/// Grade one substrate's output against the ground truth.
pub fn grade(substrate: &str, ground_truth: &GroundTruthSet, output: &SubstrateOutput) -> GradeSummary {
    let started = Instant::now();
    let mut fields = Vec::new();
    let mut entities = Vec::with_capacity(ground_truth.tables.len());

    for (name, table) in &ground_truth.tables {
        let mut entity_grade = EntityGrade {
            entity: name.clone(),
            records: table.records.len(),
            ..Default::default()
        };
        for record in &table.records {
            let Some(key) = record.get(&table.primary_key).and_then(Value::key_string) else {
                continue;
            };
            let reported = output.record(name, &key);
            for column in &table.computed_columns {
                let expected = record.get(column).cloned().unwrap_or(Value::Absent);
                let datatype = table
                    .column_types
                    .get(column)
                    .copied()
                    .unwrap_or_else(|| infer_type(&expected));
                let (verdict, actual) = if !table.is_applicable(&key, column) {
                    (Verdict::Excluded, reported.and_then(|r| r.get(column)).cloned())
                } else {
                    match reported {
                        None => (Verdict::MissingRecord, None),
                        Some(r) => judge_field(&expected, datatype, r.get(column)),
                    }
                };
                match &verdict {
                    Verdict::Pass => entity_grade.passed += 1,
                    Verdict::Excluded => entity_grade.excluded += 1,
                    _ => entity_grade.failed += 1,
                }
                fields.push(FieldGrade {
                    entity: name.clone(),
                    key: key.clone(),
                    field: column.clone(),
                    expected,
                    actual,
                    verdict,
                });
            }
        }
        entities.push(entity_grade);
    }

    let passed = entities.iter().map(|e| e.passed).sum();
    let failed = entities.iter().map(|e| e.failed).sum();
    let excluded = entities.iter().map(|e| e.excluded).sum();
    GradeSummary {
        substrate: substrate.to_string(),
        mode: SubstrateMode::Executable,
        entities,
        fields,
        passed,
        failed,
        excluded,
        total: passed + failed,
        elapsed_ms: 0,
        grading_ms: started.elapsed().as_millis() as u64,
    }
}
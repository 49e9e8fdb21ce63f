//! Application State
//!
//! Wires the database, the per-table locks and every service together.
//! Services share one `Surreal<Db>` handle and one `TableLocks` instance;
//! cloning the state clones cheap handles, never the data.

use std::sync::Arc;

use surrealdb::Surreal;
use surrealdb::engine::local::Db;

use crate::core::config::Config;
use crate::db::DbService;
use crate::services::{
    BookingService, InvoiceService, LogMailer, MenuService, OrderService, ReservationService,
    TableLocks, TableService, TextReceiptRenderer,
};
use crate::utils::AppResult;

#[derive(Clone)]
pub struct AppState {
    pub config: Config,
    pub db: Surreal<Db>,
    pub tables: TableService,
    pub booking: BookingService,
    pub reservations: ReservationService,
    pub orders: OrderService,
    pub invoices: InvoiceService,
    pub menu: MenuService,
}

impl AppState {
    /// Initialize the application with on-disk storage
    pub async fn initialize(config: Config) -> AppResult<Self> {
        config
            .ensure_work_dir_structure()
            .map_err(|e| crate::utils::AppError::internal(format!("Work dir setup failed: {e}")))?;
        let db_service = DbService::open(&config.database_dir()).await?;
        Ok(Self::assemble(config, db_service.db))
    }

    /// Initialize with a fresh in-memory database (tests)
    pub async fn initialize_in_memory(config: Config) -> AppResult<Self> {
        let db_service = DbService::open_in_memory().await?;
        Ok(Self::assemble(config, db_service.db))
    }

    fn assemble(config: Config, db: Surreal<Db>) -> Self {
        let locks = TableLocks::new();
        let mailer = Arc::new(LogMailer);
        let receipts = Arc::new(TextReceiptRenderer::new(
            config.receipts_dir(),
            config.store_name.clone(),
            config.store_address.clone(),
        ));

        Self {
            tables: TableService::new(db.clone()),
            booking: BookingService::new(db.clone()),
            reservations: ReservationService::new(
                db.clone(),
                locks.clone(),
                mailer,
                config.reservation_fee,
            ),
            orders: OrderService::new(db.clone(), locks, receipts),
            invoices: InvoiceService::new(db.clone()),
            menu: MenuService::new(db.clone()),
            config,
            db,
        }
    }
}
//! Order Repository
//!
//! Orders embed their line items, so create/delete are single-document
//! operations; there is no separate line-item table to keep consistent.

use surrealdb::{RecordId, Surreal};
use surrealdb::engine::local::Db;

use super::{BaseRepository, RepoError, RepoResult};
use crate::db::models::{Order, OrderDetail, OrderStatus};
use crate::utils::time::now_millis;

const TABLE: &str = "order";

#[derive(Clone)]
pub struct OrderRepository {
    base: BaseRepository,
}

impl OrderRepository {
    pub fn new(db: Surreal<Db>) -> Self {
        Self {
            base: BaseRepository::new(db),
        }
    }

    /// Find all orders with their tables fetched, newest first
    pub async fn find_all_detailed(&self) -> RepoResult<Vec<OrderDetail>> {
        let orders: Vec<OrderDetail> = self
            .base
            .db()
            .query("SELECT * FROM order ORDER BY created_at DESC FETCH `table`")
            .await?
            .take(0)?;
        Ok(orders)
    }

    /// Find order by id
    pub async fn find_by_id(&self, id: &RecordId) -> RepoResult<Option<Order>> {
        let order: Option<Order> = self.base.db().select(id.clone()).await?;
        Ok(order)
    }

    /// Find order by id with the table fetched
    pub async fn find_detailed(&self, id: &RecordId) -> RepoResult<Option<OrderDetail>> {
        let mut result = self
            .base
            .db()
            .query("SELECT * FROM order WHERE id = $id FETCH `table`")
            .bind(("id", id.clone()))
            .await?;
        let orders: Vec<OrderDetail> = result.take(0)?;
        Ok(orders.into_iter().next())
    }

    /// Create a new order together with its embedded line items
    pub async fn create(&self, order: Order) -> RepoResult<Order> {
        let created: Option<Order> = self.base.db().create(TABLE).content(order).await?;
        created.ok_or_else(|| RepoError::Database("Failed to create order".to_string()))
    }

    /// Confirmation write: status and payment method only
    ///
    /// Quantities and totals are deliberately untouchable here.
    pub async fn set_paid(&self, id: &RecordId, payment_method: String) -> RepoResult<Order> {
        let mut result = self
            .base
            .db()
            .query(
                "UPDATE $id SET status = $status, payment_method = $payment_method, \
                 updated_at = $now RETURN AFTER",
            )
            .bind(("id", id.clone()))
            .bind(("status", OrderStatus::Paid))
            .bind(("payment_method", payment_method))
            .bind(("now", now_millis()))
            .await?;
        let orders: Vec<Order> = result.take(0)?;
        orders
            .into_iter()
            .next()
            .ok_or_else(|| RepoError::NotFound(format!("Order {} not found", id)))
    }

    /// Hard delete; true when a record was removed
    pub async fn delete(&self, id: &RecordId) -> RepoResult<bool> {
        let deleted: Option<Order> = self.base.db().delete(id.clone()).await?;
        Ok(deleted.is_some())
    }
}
===
- WORK TO COMPLETE -
Among the records above, find each line holding the string "bind" and pull it out.

- OUTPUT -
            .bind(("id", id.clone()))
            .bind(("id", id.clone()))
            .bind(("status", OrderStatus::Paid))
            .bind(("payment_method", payment_method))
            .bind(("now", now_millis()))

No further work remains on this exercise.